Competing priorities for both caregivers and older children could cause them to miss appointments:

“I happen to be occupied with something or I travel out and the dates for us to go the hospital are due while am not home. I was at a certain place, this makes him not to come here on his dates.” (Caregiver of a 5-year-old child, Lilongwe district).

Discussion

In this mixed methods study, we found high VL to be associated with duration on ART of >4 years and two or more IITs in the 12 months before VL sample collection. Insights from caregivers and HCWs involved in pediatric HIV services pointed to five key adherence challenges: children’s resistance to take daily tablets; pill burden; food insecurity; challenges and consequences of HIV status non-disclosure; and missing clinic appointments.
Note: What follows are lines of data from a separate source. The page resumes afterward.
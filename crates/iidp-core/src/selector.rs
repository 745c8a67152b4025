/// Item selector: given a topic and a target theta, picks the single best
/// candidate item (§4.5). Applies a strict filter first and relaxes it in
/// stages rather than failing outright, so a quiz still fills when the
/// catalog is thin for a topic.
use std::collections::HashSet;

use crate::config::EngineConfig;
use crate::domain::{Item, ItemId, TopicId};
use crate::irt;

/// Why a candidate set at a given relaxation stage was accepted; surfaced so
/// callers/tests can tell how far the cascade had to fall back.
#[derive(Debug, Clone, Copy, PartialEq, Eq)]
pub enum RelaxationStage {
    /// Topic match, not recently answered, `a >= a_min`, within the optimal
    /// difficulty window — all four filters of §4.5.
    Strict,
    /// Constraint (3), `a >= a_min`, dropped.
    DiscriminationRelaxed,
    /// Constraints (3) and (4) (difficulty window) both dropped; recency
    /// is still honored.
    DifficultyRelaxed,
    /// Every constraint but topic match dropped, including recency. Not part
    /// of §4.5's mandated cascade, but needed so a quiz doesn't come up short
    /// when a topic's entire catalog has been recently answered.
    RecencyRelaxed,
}

#[derive(Debug, Clone)]
pub struct Selection {
    pub item_id: ItemId,
    pub stage: RelaxationStage,
}

/// Picks the item within `candidates` (already filtered to the right subject
/// if the caller cares) maximizing Fisher information at `target_theta`,
/// breaking ties by `ItemId` ascending for determinism.
fn best_by_fisher_info<'a>(candidates: impl Iterator<Item = &'a Item>, target_theta: f64) -> Option<&'a Item> {
    candidates
        .max_by(|a, b| {
            let info_a = irt::fisher_info(target_theta, &a.irt);
            let info_b = irt::fisher_info(target_theta, &b.irt);
            info_a
                .partial_cmp(&info_b)
                .unwrap_or(std::cmp::Ordering::Equal)
                .then_with(|| b.id.cmp(&a.id))
        })
}

/// Selects the best item for `topic` at `target_theta`, cascading through
/// [`RelaxationStage`]s until a candidate is found: the strict filter (all
/// four constraints of §4.5), then constraint (3) `a_min` dropped, then
/// constraint (4) the difficulty window also dropped, then (as an
/// implementation extension) recency itself dropped. Returns `None` only
/// when no item in `candidates` belongs to `topic` at all — the caller
/// should treat that as exhausted for this topic and try the next-ranked one.
pub fn select_item(
    candidates: &[Item],
    topic: &TopicId,
    target_theta: f64,
    recently_answered: &HashSet<ItemId>,
    config: &EngineConfig,
) -> Option<Selection> {
    select_item_with_a_min(
        candidates,
        topic,
        target_theta,
        recently_answered,
        config.min_discrimination,
        config,
    )
}

/// As [`select_item`] but with an explicit discrimination floor rather than
/// `config.min_discrimination`, for callers (exploration's first-contact
/// items, tests) that need a specific `a_min`.
pub fn select_item_with_a_min(
    candidates: &[Item],
    topic: &TopicId,
    target_theta: f64,
    recently_answered: &HashSet<ItemId>,
    a_min: f64,
    config: &EngineConfig,
) -> Option<Selection> {
    let same_topic: Vec<&Item> = candidates.iter().filter(|i| &i.topic_id == topic).collect();
    if same_topic.is_empty() {
        return None;
    }

    let strict = same_topic.iter().copied().filter(|i| {
        !recently_answered.contains(&i.id)
            && i.irt.a >= a_min
            && (i.irt.b - target_theta).abs() <= config.optimal_difficulty_window
    });
    if let Some(item) = best_by_fisher_info(strict, target_theta) {
        return Some(Selection {
            item_id: item.id.clone(),
            stage: RelaxationStage::Strict,
        });
    }

    let discrimination_relaxed = same_topic.iter().copied().filter(|i| {
        !recently_answered.contains(&i.id)
            && (i.irt.b - target_theta).abs() <= config.optimal_difficulty_window
    });
    if let Some(item) = best_by_fisher_info(discrimination_relaxed, target_theta) {
        return Some(Selection {
            item_id: item.id.clone(),
            stage: RelaxationStage::DiscriminationRelaxed,
        });
    }

    let difficulty_relaxed = same_topic
        .iter()
        .copied()
        .filter(|i| !recently_answered.contains(&i.id));
    if let Some(item) = best_by_fisher_info(difficulty_relaxed, target_theta) {
        return Some(Selection {
            item_id: item.id.clone(),
            stage: RelaxationStage::DifficultyRelaxed,
        });
    }

    let recency_relaxed = same_topic.iter().copied();
    best_by_fisher_info(recency_relaxed, target_theta).map(|item| Selection {
        item_id: item.id.clone(),
        stage: RelaxationStage::RecencyRelaxed,
    })
}

/// Selects an item for `topic` within a fixed `(min_b, max_b)` difficulty
/// band and `a_min` discrimination floor, used by the circuit breaker's
/// recovery composition (§4.6) rather than a continuous target theta. Falls
/// back by relaxing `a_min` first, then the `b` band, but never selects an
/// item in `excluded` — the recovery quiz must not resurface a recently
/// answered item even when every other constraint has to give.
pub fn select_constrained(
    candidates: &[Item],
    topic: &TopicId,
    b_range: (f64, f64),
    a_min: f64,
    excluded: &HashSet<ItemId>,
) -> Option<ItemId> {
    let target_theta = (b_range.0 + b_range.1) / 2.0;
    let same_topic: Vec<&Item> = candidates.iter().filter(|i| &i.topic_id == topic).collect();

    let strict = same_topic.iter().copied().filter(|i| {
        !excluded.contains(&i.id)
            && i.irt.a >= a_min
            && i.irt.b >= b_range.0
            && i.irt.b <= b_range.1
    });
    if let Some(item) = best_by_fisher_info(strict, target_theta) {
        return Some(item.id.clone());
    }

    let discrimination_relaxed = same_topic
        .iter()
        .copied()
        .filter(|i| !excluded.contains(&i.id) && i.irt.b >= b_range.0 && i.irt.b <= b_range.1);
    if let Some(item) = best_by_fisher_info(discrimination_relaxed, target_theta) {
        return Some(item.id.clone());
    }

    let band_relaxed = same_topic.iter().copied().filter(|i| !excluded.contains(&i.id));
    best_by_fisher_info(band_relaxed, target_theta).map(|item| item.id.clone())
}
These findings underline the complexity and multitude of behavioral, psychosocial and socio-economic factors influencing adherence in young children in this setting.

The protective effect of longer ART duration observed in our study, with children on ART longer than 4 years having a 14% lower risk of high VL, aligns with regional evidence. Studies from Ghana, Ethiopia and Mozambique demonstrated similar patterns, with shorter ART duration (1–4 years) associated with increased risks of high VL [18–20]. This association likely stems from guardians and children gaining valuable experience with ART over time, as they may gradually become more familiar with medication routines through sustained engagement with healthcare services [12]. Supported by their caregivers, young children may develop more consistent medication-taking habits as they grow from infancy through early childhood. These findings emphasize the importance of targeted interventions for children recently initiating ART.

Before the transition to dolutegravir-based pediatric regimens, young children (ages ≤9 years) had the worst VL suppression results in Malawi and other countries in the region [9]. Despite improved efficacy and tolerability of pediatric dolutegravir formulations compared to older protease inhibitor regimens, viral suppression remains suboptimal across several African cohorts, with rates of 73–86% reported in Malawi, Nigeria, Cameroon, and Mozambique [21–23]. Since dolutegravir resistance remains rare among children with high viral load, [24], insufficient adherence likely explains most high VL cases in this population

An important adherence challenge identified in IDIs was children’s resistance to take daily medication. Studies from resource-limited settings, including from the East African region, suggest that caregivers should engage in open and age-appropriate discussions with children about the importance of taking medication regularly, using language and explanations that the child can understand [25]. Understanding the child’s perspective and addressing their concerns, such as fear of side effects or the taste of medication, can help alleviate resistance [26]. Monitoring medication consumption can ensure that children are taking their medication as prescribed [27], while teaching children swallowing techniques and providing them with positive reinforcement can make the process less daunting [28]. Regular follow-up visits and open communication channels between caregivers and HCWs can help identify and address adherence issues promptly, and peer support groups for caregivers can provide a platform for sharing experiences, learning from others, and receiving emotional support [29]. However, most of these interventions may be time consuming and require dedicated staff with appropriate expertise, which may challenge feasibility and reach in many settings in Malawi and other countries in the region.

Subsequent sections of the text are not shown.